Heartworm prevention crucial before summer

March 30, 2003


Spring has sprung, and the arrival of warm weather and spring rains mean our mosquito population is about to undergo its annual explosion.

This may be a difficult concept for some readers from colder states to grasp, but in the Deep South, we have some level of mosquito population active throughout the year. In the spring, eggs that have been dormant through the winter begin hatching en masse.

In the South and some areas of the western United States, dogs should be kept on heartworm preventive medication 12 months out of the year because it's possible for them to be infected by a mosquito bites year-round.

However, we still see some pet owners who take their dogs off heartworm preventive medication during the winter in our area or just accidentally run out and don't promptly refill their pet's prescription. In colder areas of the country, dogs may be taken off prevention during the coldest winter months but should be put back on it before it gets warm enough for mosquito activity to start.

With the surge in mosquitoes that occurs this time of the year, any dog that is not on heartworm preventive needs to be tested to confirm a negative status and put back on prevention now.

If the dog has been infected with heartworms, it could have a serious or even fatal reaction to the medication, so a test is needed to assure the dog's safety before resuming prevention. If the dog is found to be infected, treatment can be done before the warm summer months, when environmental conditions add a level of stress to the treatment process.

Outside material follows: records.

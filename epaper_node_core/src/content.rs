//! Bounded content types kept in retained memory.
//!
//! Everything here has a fixed size so that it can live in the RTC region
//! without an allocator. Oversized input is truncated, never rejected.

use core::fmt;
use heapless::Vec;

/// Capacity of the raw message buffer, terminator included.
pub const MESSAGE_CAPACITY: usize = 256;
/// Maximum number of display items kept from one payload.
pub const ITEM_CAPACITY: usize = 4;
/// Byte capacity of a display item key.
pub const KEY_CAPACITY: usize = 16;
/// Byte capacity of a display item value.
pub const VALUE_CAPACITY: usize = 24;

/// The most recently accepted payload, stored verbatim and NUL-terminated.
#[repr(C)]
#[derive(Clone)]
pub struct RawMessageBuffer {
    bytes: [u8; MESSAGE_CAPACITY],
    len: u16,
}

impl RawMessageBuffer {
    /// An empty buffer (a lone terminator).
    pub const fn empty() -> Self {
        Self {
            bytes: [0; MESSAGE_CAPACITY],
            len: 0,
        }
    }

    /// Copies an inbound payload into a fresh buffer.
    ///
    /// The payload ends at its first NUL byte and is cut to
    /// `MESSAGE_CAPACITY - 1` bytes so the terminator always fits.
    pub fn from_payload(payload: &[u8]) -> Self {
        let end = payload
            .iter()
            .position(|&b| b == 0)
            .unwrap_or(payload.len());
        let len = end.min(MESSAGE_CAPACITY - 1);

        let mut buffer = Self::empty();
        buffer.bytes[..len].copy_from_slice(&payload[..len]);
        buffer.len = len as u16;
        buffer
    }

    /// Payload bytes without the terminator.
    pub fn as_bytes(&self) -> &[u8] {
        &self.bytes[..self.len as usize]
    }

    /// Payload bytes including the trailing NUL.
    pub fn as_terminated(&self) -> &[u8] {
        &self.bytes[..=self.len as usize]
    }

    pub fn len(&self) -> usize {
        self.len as usize
    }

    pub fn is_empty(&self) -> bool {
        self.len == 0
    }
}

impl Default for RawMessageBuffer {
    fn default() -> Self {
        Self::empty()
    }
}

impl PartialEq for RawMessageBuffer {
    fn eq(&self, other: &Self) -> bool {
        self.as_terminated() == other.as_terminated()
    }
}

impl Eq for RawMessageBuffer {}

impl fmt::Debug for RawMessageBuffer {
    fn fmt(&self, f: &mut fmt::Formatter<'_>) -> fmt::Result {
        f.debug_struct("RawMessageBuffer")
            .field("len", &self.len)
            .field("text", &String::from_utf8_lossy(self.as_bytes()))
            .finish()
    }
}

/// One `key=value` pair shown on the panel.
#[repr(C)]
#[derive(Clone, Debug, Default, PartialEq, Eq)]
pub struct DisplayItem {
    key: heapless::String<KEY_CAPACITY>,
    value: heapless::String<VALUE_CAPACITY>,
}

impl DisplayItem {
    /// Builds an item, keeping the longest prefix of each field that fits.
    pub fn new(key: &str, value: &str) -> Self {
        Self {
            key: truncated(key),
            value: truncated(value),
        }
    }

    pub fn key(&self) -> &str {
        &self.key
    }

    pub fn value(&self) -> &str {
        &self.value
    }
}

/// Copies whole characters of `text` until the next one would not fit.
fn truncated<const N: usize>(text: &str) -> heapless::String<N> {
    let mut out = heapless::String::new();
    for ch in text.chars() {
        if out.push(ch).is_err() {
            break;
        }
    }
    out
}

/// Ordered display items. Item 0 is the headline, the rest are body rows.
#[repr(C)]
#[derive(Clone, Debug, Default, PartialEq, Eq)]
pub struct DisplayItemSet {
    items: Vec<DisplayItem, ITEM_CAPACITY>,
}

impl DisplayItemSet {
    pub const fn new() -> Self {
        Self { items: Vec::new() }
    }

    /// Appends an item. Returns `false` and drops the item once the set is full.
    pub fn push(&mut self, item: DisplayItem) -> bool {
        self.items.push(item).is_ok()
    }

    pub fn len(&self) -> usize {
        self.items.len()
    }

    pub fn is_empty(&self) -> bool {
        self.items.is_empty()
    }

    pub fn is_full(&self) -> bool {
        self.items.is_full()
    }

    pub fn iter(&self) -> core::slice::Iter<'_, DisplayItem> {
        self.items.iter()
    }

    /// The emphasized first item, if any.
    pub fn headline(&self) -> Option<&DisplayItem> {
        self.items.first()
    }

    /// Items after the headline, in order.
    pub fn rows(&self) -> &[DisplayItem] {
        self.items.get(1..).unwrap_or(&[])
    }
}

impl<'a> IntoIterator for &'a DisplayItemSet {
    type Item = &'a DisplayItem;
    type IntoIter = core::slice::Iter<'a, DisplayItem>;

    fn into_iter(self) -> Self::IntoIter {
        self.items.iter()
    }
}
//! Hardware-independent core of the e-paper information node.
//!
//! The node wakes from deep sleep, listens briefly for a `key=value` payload,
//! redraws the panel when the content changed and goes back to sleep. Content
//! and counters survive sleep in a [`store::RetainedRegion`] placed in RTC
//! memory by the firmware. Everything the core needs from the board comes in
//! through the traits in [`hal`].

pub mod change;
pub mod config;
pub mod content;
pub mod hal;
pub mod parser;
pub mod power;
pub mod render;
pub mod retry;
pub mod scheduler;
pub mod store;

#[cfg(test)]
mod mock;

pub use config::NodeConfig;
pub use content::{DisplayItem, DisplayItemSet, RawMessageBuffer};
pub use parser::ContentParser;
pub use render::RenderPipeline;
pub use scheduler::{Devices, DutyCycleScheduler, EpisodeReport};
pub use store::{PersistentStore, RetainedRegion};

Infection by heartworms is almost guaranteed in the South for outdoor dogs who aren't on a prevention program and is quite possible for those dogs who spend most of their time indoors. Even indoor dogs go outside to play occasionally, and mosquitoes will fly in through open doors and windows.

Contact your pet's doctor now to get your dog back onto its preventive medication if it's been off. Preventing heartworm disease is much better for your pet and your pocketbook than having to deal with an infection.

-- Greg McGrath is a veterinarian at Cedar Lake Pet Hospital in Biloxi, Miss.